Figure 3

Expression of mtDNA protein-coding genes is upregulated in BCC and SCC CAFs. (A) qPCR analysis for the expression of mtDNA-encoded genes in BCC CAFs (upper panel) and SCC CAFs (bottom panel), expressed as fold change over isogenic NFs (red dotted line). Color codes indicate the ETC complexes to which the encoded proteins belong to, rRNAs and the Humanin micropeptide. n = 3 biological replicates were used for each graph. Statistical analysis was performed with an unpaired Wilcoxon t test for BCC CAFs and with a paired Mann–Whitney t test for SCC CAFs (the asterisk indicates a comparison surviving Benjamini–Hochberg False Discovery Rate correction). (B) WB analysis for the protein levels of MTCO2 in BCC and SCC CAFs. Upper panel: representative WBs. Arrowhead indicates MTCO2, asterisk designates a cross-reactive unspecific band. Bottom panel: quantitation of MTCO2 expression in n = 3 biological replicates, expressed as fold change over NFs. Statistical analysis was performed with a Wilcoxon t test. (C) Oxygen consumption rates (OCR) at basal and stimulated (maximal) ETC activity in NFs, BCC and SCC CAFs. n = 3 biological replicates were used and analyzed by Kruskal–Wallis test with Dunn’s post hoc test. (D) OCR in basal and maximal conditions in three patient-matched NFs and SCC CAFs pairs analyzed by repeated measures two-way ANOVA with Sidak post-hoc test. (E) Extracellular acidification rates (ECAR) at basal and maximal ETC activity in NFs, BCC and SCC CAFs.

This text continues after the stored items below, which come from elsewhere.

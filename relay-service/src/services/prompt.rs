//! Tutoring prompt assembly.

/// Fixed instructions sent ahead of every learner question.
pub const SYSTEM_PROMPT: &str = "You are an AI tutor for the GenAI Learning Platform. Your role is to:

1. Generate structured, educational lessons from curriculum outlines or topics
2. Create personalized learning content adapted to different learning styles
3. Provide clear explanations with examples
4. Break down complex topics into digestible sections
5. Suggest interactive exercises and practice questions
6. Maintain an encouraging and supportive tone

When a user provides a topic or curriculum outline:
- Create a structured lesson plan with clear sections
- Include learning objectives
- Provide explanations with real-world examples
- Suggest practice exercises or questions
- Offer tips for better understanding

Format your responses with clear headings, bullet points, and structured content that's easy to read and follow.";

/// Label placed between the instructions and the learner's text.
pub const QUESTION_LABEL: &str = "User Question/Topic:";

/// Prompt used by the connectivity check.
pub const DIAGNOSTIC_PROMPT: &str = "Hello, can you help me learn?";

/// Combine the system instructions with an already validated question.
pub fn compose_prompt(question: &str) -> String {
    format!("{SYSTEM_PROMPT}\n\n{QUESTION_LABEL} {question}")
}
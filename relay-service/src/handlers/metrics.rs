use crate::services::get_metrics;
use axum::{http::StatusCode, response::IntoResponse};

pub async fn metrics_endpoint() -> impl IntoResponse {
    (
        StatusCode::OK,
        [("content-type", "text/plain; version=0.0.4; charset=utf-8")],
        get_metrics(),
    )
}
//! Markdown-ish to display markup rewriting for model output.
//!
//! Each rule is a multi-line regex applied over the whole text in a fixed
//! order. Heading detection must stay ahead of numbered-list detection.
//! The transform is total: unmatched lines pass through untouched.

use once_cell::sync::Lazy;
use regex::Regex;

/// Markup wrapped around heading text.
const HEADING_OPEN: &str = r#"<strong style="color: #2563eb; font-size: 1.1em;">"#;
const HEADING_CLOSE: &str = "</strong>";

static HEADING: Lazy<Regex> =
    Lazy::new(|| Regex::new(r"(?mR)^(#{1,3})\s*(.+)$").expect("heading pattern is valid"));
static STAR_BULLET: Lazy<Regex> =
    Lazy::new(|| Regex::new(r"(?mR)^\* (.+)$").expect("star bullet pattern is valid"));
static DASH_BULLET: Lazy<Regex> =
    Lazy::new(|| Regex::new(r"(?mR)^- (.+)$").expect("dash bullet pattern is valid"));
static NUMBERED: Lazy<Regex> =
    Lazy::new(|| Regex::new(r"(?mR)^([0-9]+)\.\s+(.+)$").expect("numbered pattern is valid"));

/// Rewrite raw model output for display.
pub fn format_response(text: &str) -> String {
    let heading_replacement = format!("{HEADING_OPEN}$2{HEADING_CLOSE}");

    let formatted = HEADING.replace_all(text, heading_replacement.as_str());
    let formatted = STAR_BULLET.replace_all(&formatted, "• $1");
    let formatted = DASH_BULLET.replace_all(&formatted, "• $1");
    // Paragraph breaks are preserved as-is.
    let formatted = formatted.replace("\n\n", "\n\n");
    let formatted = NUMBERED.replace_all(&formatted, "<strong>$1.</strong> $2");

    formatted.into_owned()
}

#[cfg(test)]
mod tests {
    use super::*;

    #[test]
    fn heading_becomes_styled_strong() {
        assert_eq!(
            format_response("# Intro"),
            r#"<strong style="color: #2563eb; font-size: 1.1em;">Intro</strong>"#
        );
    }

    #[test]
    fn up_to_three_hashes_are_headings() {
        assert_eq!(
            format_response("### Deep dive"),
            r#"<strong style="color: #2563eb; font-size: 1.1em;">Deep dive</strong>"#
        );
        assert_eq!(
            format_response("####Four"),
            r#"<strong style="color: #2563eb; font-size: 1.1em;">#Four</strong>"#
        );
    }

    #[test]
    fn star_and_dash_bullets() {
        assert_eq!(format_response("* learn fast"), "• learn fast");
        assert_eq!(format_response("- practice daily"), "• practice daily");
    }

    #[test]
    fn bullet_needs_a_space() {
        assert_eq!(format_response("*bold*"), "*bold*");
        assert_eq!(format_response("-1 degrees"), "-1 degrees");
    }

    #[test]
    fn numbered_lines_get_bold_number() {
        assert_eq!(
            format_response("1. Do the exercise"),
            "<strong>1.</strong> Do the exercise"
        );
        assert_eq!(format_response("12.   Review"), "<strong>12.</strong> Review");
    }

    #[test]
    fn only_ascii_digits_start_numbered_lines() {
        assert_eq!(format_response("\u{661}. step"), "\u{661}. step");
        assert_eq!(format_response("\u{ff11}. step"), "\u{ff11}. step");
    }

    #[test]
    fn multi_line_document() {
        let input = "## Objectives\n\n1. Understand loops\n2. Write one\n\n\
                     * Tip: start small\n- Practice\nPlain line";
        let expected = "<strong style=\"color: #2563eb; font-size: 1.1em;\">Objectives</strong>\n\n\
<strong>1.</strong> Understand loops\n\
<strong>2.</strong> Write one\n\n\
• Tip: start small\n\
• Practice\n\
Plain line";
        assert_eq!(format_response(input), expected);
    }

    #[test]
    fn crlf_line_endings_keep_carriage_returns_outside_markup() {
        assert_eq!(format_response("* one\r\n* two"), "• one\r\n• two");
        assert_eq!(
            format_response("# Title\r\nbody"),
            "<strong style=\"color: #2563eb; font-size: 1.1em;\">Title</strong>\r\nbody"
        );
    }

    #[test]
    fn unmatched_text_passes_through() {
        let inputs = [
            "",
            "\n\n",
            "plain sentence",
            "#",
            "1.",
            "\u{0}\u{1}\u{fffd}",
            "   # indented",
        ];
        for input in inputs {
            assert_eq!(format_response(input), input, "input: {input:?}");
        }
    }

    #[test]
    fn formatting_twice_is_same_as_once() {
        let samples = [
            "# Intro\n* a\n- b\n1. c",
            "### Heading with 1. number",
            "1.\n1. nested",
            "* - mixed\n- * mixed",
            "#\n\n## spanning",
            "no markup at all",
        ];

        for sample in samples {
            let once = format_response(sample);
            assert_eq!(format_response(&once), once, "sample: {sample:?}");
        }
    }
}
use crate::services::metrics::record_http_request;
use axum::{
    extract::{MatchedPath, Request},
    middleware::Next,
    response::Response,
};
use std::time::Instant;

/// Count and time every routed request, labelled by route template.
///
/// Install with `route_layer` so `MatchedPath` is populated.
pub async fn http_metrics_middleware(req: Request, next: Next) -> Response {
    let start = Instant::now();
    let method = req.method().to_string();
    let path = req
        .extensions()
        .get::<MatchedPath>()
        .map(|p| p.as_str().to_string())
        .unwrap_or_else(|| "unmatched".to_string());

    let response = next.run(req).await;

    record_http_request(
        &method,
        &path,
        response.status().as_u16(),
        start.elapsed().as_secs_f64(),
    );

    response
}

Results relative to n = 3 biological replicates and analyzed by repeated measures 2-way ANOVA with Sidak post-hoc test. (F) Quantification of the intensity of Mitotracker Red staining normalized for cell count. Data are expressed as fold change over NFs and derive from n = 3 biological replicates. Analyzed by Kruskal–Wallis test with Dunn’s post hoc test.